What is being asked: Transcribe the data that follows. Match it character for character.

Provided data:
###
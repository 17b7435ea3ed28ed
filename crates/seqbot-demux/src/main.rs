use anyhow::Result;
use clap::Parser;
use std::path::PathBuf;
use tracing::error;

use seqbot_core::{init_logging, SystemRunner};
use seqbot_demux::{run_demux, upload_run_log, DemuxArgs, BATCH_JOB_ID_ENV};

fn main() -> Result<()> {
    let args = DemuxArgs::parse();
    let batch_job_id = std::env::var(BATCH_JOB_ID_ENV).ok();
    let log_file = batch_job_id
        .as_deref()
        .map(|id| PathBuf::from(format!("{}.log", id)));
    init_logging(false, log_file.as_deref())?;

    let mut runner = SystemRunner;
    let result = run_demux(&args, batch_job_id.as_deref(), &mut runner);
    if let Err(err) = &result {
        error!("run failed: {:#}", err);
    }

    // The log goes up on both the success and the failure path, and a
    // failed upload must not mask the run's own result.
    if let Some(log_file) = &log_file {
        if let Err(err) = upload_run_log(&mut runner, log_file) {
            error!("couldn't upload the run log: {:#}", err);
        }
    }

    result
}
###
Solution to this exercise:
repository 17b7435ea3ed28ed
filename crates/seqbot-demux/src/main.rs
use anyhow::Result;
use clap::Parser;
use std::path::PathBuf;
use tracing::error;

use seqbot_core::{init_logging, SystemRunner};
use seqbot_demux::{run_demux, upload_run_log, DemuxArgs, BATCH_JOB_ID_ENV};

fn main() -> Result<()> {
    let args = DemuxArgs::parse();
    let batch_job_id = std::env::var(BATCH_JOB_ID_ENV).ok();
    let log_file = batch_job_id
        .as_deref()
        .map(|id| PathBuf::from(format!("{}.log", id)));
    init_logging(false, log_file.as_deref())?;

    let mut runner = SystemRunner;
    let result = run_demux(&args, batch_job_id.as_deref(), &mut runner);
    if let Err(err) = &result {
        error!("run failed: {:#}", err);
    }

    // The log goes up on both the success and the failure path, and a
    // failed upload must not mask the run's own result.
    if let Some(log_file) = &log_file {
        if let Err(err) = upload_run_log(&mut runner, log_file) {
            error!("couldn't upload the run log: {:#}", err);
        }
    }

    result
}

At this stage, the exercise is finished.